Mengutip dari validnews.id pada tahun 1967, sesudah Forbes Wilson menemukan kandungan emas di Nemangkawi atau beberapa waktu setelah Soeharto dilantik sebagai Presiden pada 7 April 1967, eksploitasi dimulai. Hal ini didukung dengan Undang-Undang Nomor 1 Tahun 1967 tentang Penanaman Modal Asing, yang disahkan pada 10 Januari 1967. Kontrak antara pemerintah dan PT. Freeport tersebut tanpa persetujuan dari suku Amungme dan Kamoro sebagai pemilik hak atas tanah, hutan, gunung dan air.

Puncaknya saat PT. Freeport memasuki lembah suci Waa dan Banti untuk membangun helipad, masyarakat melakukan protes. 

Pada tahun 1991, Yosepha mengorganisir aksi unjuk rasa di bandara Timika selama tiga hari. Ia menyalakan api di landasan udara sebagai bentuk protes terhadap kehadiran Freeport dan pemerintah Indonesia. Tujuannya adalah agar penderitaan rakyat Alomang dapat didengar. Pada tahun 1994, Yosepha bersama aktivis perempuan disana, Mama Yuliana ditahan dengan tuduhan membantu Kelly Kwalik, seorang tokoh Organisasi Papua Merdeka/OPM. Mereka dikurung dalam tempat penampungan kotoran manusia.

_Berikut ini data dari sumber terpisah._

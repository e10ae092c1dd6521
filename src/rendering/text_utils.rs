//! Text measurement helpers.

use eframe::egui;

const ELLIPSIS: &str = "…";

/// Shortens `text` so it fits in `available_width`, ending in an ellipsis
/// when anything was cut.
///
/// # Arguments
/// * `text` - Text to fit
/// * `available_width` - Width in points, including 4pt padding per side
/// * `font_id` - Font used for measuring
/// * `painter` - Painter providing text layout
pub fn elide_to_width(
    text: &str,
    available_width: f32,
    font_id: &egui::FontId,
    painter: &egui::Painter,
) -> String {
    let max_width = available_width - 8.0;
    if max_width <= 0.0 {
        return String::new();
    }

    let measure = |s: &str| {
        painter
            .layout_no_wrap(s.to_owned(), font_id.clone(), egui::Color32::WHITE)
            .size()
            .x
    };

    if measure(text) <= max_width {
        return text.to_owned();
    }

    let budget = max_width - measure(ELLIPSIS);
    if budget <= 0.0 {
        return String::new();
    }

    let boundaries: Vec<usize> = text.char_indices().map(|(i, _)| i).chain([text.len()]).collect();
    let keep = longest_fitting_prefix(boundaries.len() - 1, |chars| measure(&text[..boundaries[chars]]) <= budget);

    format!("{}{}", &text[..boundaries[keep]], ELLIPSIS)
}

/// Largest `n` in `0..=max` with `fits(n)`, assuming `fits` is monotone.
fn longest_fitting_prefix(max: usize, fits: impl Fn(usize) -> bool) -> usize {
    let (mut low, mut high) = (0, max);
    while low < high {
        let mid = low + (high - low + 1) / 2;
        if fits(mid) {
            low = mid;
        } else {
            high = mid - 1;
        }
    }
    low
}

#[cfg(test)]
mod tests {
    use super::*;

    #[test]
    fn test_longest_fitting_prefix() {
        assert_eq!(longest_fitting_prefix(10, |n| n <= 4), 4);
        assert_eq!(longest_fitting_prefix(10, |_| true), 10);
        assert_eq!(longest_fitting_prefix(10, |n| n == 0), 0);
        assert_eq!(longest_fitting_prefix(0, |_| false), 0);
    }
}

Baca juga: Jalan Hidup Yosepha Alomang: Perempuan Pejuang Dari Papua

Dua tahun paska penangkapan tersebut, Yosepha mengajukan tuntutan perdata atas Freeport McMoran Copper & Gold di Amerika Serikat dan menuntut ganti rugi atas dirinya serta kerusakan lingkungan yang diakibatkan selama Freeport beroperasi. Gugatan itu berhasil ia menangkan.

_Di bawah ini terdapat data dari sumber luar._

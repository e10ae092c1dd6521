//! UI layout state management.

use serde::{Deserialize, Serialize};

const MIN_SPLIT_RATIO: f32 = 0.2;
const MAX_SPLIT_RATIO: f32 = 0.9;

/// State related to UI layout and sizing.
///
/// Persisted between sessions as JSON.
#[derive(Debug, Clone, PartialEq, Serialize, Deserialize)]
#[serde(default)]
pub struct LayoutState {
    /// Share of the window width given to the list panel (0.0 to 1.0)
    split_ratio: f32,
}

impl Default for LayoutState {
    fn default() -> Self {
        Self::new()
    }
}

impl LayoutState {
    pub fn new() -> Self {
        Self { split_ratio: 0.6 }
    }

    // ===== Layout Queries =====

    pub fn split_ratio(&self) -> f32 {
        self.split_ratio.clamp(MIN_SPLIT_RATIO, MAX_SPLIT_RATIO)
    }

    /// Default width of the details panel for a window of `total_width`.
    pub fn details_width(&self, total_width: f32) -> f32 {
        total_width * (1.0 - self.split_ratio())
    }

    // ===== Layout Mutations =====

    /// Records the list panel width after the user resized the details panel.
    pub fn update_from_widths(&mut self, list_width: f32, total_width: f32) {
        if total_width > 0.0 {
            self.split_ratio = (list_width / total_width).clamp(MIN_SPLIT_RATIO, MAX_SPLIT_RATIO);
        }
    }
}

Perjuangan Yosepha mendapat penghargaan The Goldman Environmental Prize dan Yap Thiam Hien. Yosepha mendirikan YAHAMAK (Yayasan Hak Asasi Manusia Anti Kekerasan). Melalui ini Yosepha bekerja bagi masyarakat adat dan HAM hingga kini.

Delima Silalahi

Nenek moyang orang di Sumatera Utara telah lama membudidayakan pohon-pohon kemenyan Sumatera. Catatan sejarah menunjukkan bahwa getah ini digunakan untuk pembuatan parfum dan obat-obatan. Getah kemenyan telah dipanen dan diperdagangkan setidaknya sejak abad ke-8. Ketika dibudidayakan secara berkelanjutan di dalam hutan, getah kemenyan dapat diekstraksi dari pohon selama 60 tahun. Getah ini telah menjadi sumber penghasilan masyarakat batak secara turun-temurun.

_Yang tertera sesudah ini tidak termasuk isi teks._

//! Utility modules for the list viewer.

pub mod formatting;

// Re-export commonly used functions
pub use formatting::{format_count, format_memory_mb, format_window, get_current_memory_mb};
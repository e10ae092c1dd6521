//! Visible row counting.
//!
//! A collapsed block occupies exactly one row no matter how large its
//! subtree is; an expanded one occupies its own row plus the rows of its
//! children. Selection and window state never affect the count.

use crate::list_view::store::ExpansionState;
use crate::traits::{BlockDocument, BlockNode};

/// Counts the rows a block and its visible descendants occupy.
///
/// # Arguments
/// * `block` - Root of the subtree to count
/// * `expanded_state` - Expansion snapshot; absent entries count as expanded
///
/// # Returns
/// At least 1. Empty child slots contribute nothing.
pub fn count_visible_rows<'a, B: BlockNode<'a>>(block: &B, expanded_state: &ExpansionState) -> usize {
    if !expanded_state.is_expanded(block.id()) {
        return 1;
    }

    1 + (0..block.num_children())
        .filter_map(|i| block.child_at(i))
        .map(|child| count_visible_rows(&child, expanded_state))
        .sum::<usize>()
}

/// Counts the rows of a whole sibling sequence, e.g. the document roots.
///
/// This is the global row count used for trailing padding.
pub fn count_tree_rows<'a, B, I>(blocks: I, expanded_state: &ExpansionState) -> usize
where
    B: BlockNode<'a>,
    I: IntoIterator<Item = Option<B>>,
{
    blocks
        .into_iter()
        .flatten()
        .map(|block| count_visible_rows(&block, expanded_state))
        .sum()
}

/// Counts the rows of every top-level block in a document.
pub fn count_document_rows<D: BlockDocument>(doc: &D, expanded_state: &ExpansionState) -> usize {
    count_tree_rows(doc.root_blocks(), expanded_state)
}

Pulau Sumatera adalah satu-satunya tempat di bumi di mana badak, orangutan, harimau, dan gajah hidup bersama di alam liar. Saat ini, destruksi habitat mengancam spesies yang terancam punah secara kritis ini. Salah satu yang paling terancam adalah harimau Sumatera: populasi tersisa sebanyak 500 ekor merupakan populasi harimau terakhir di Indonesia.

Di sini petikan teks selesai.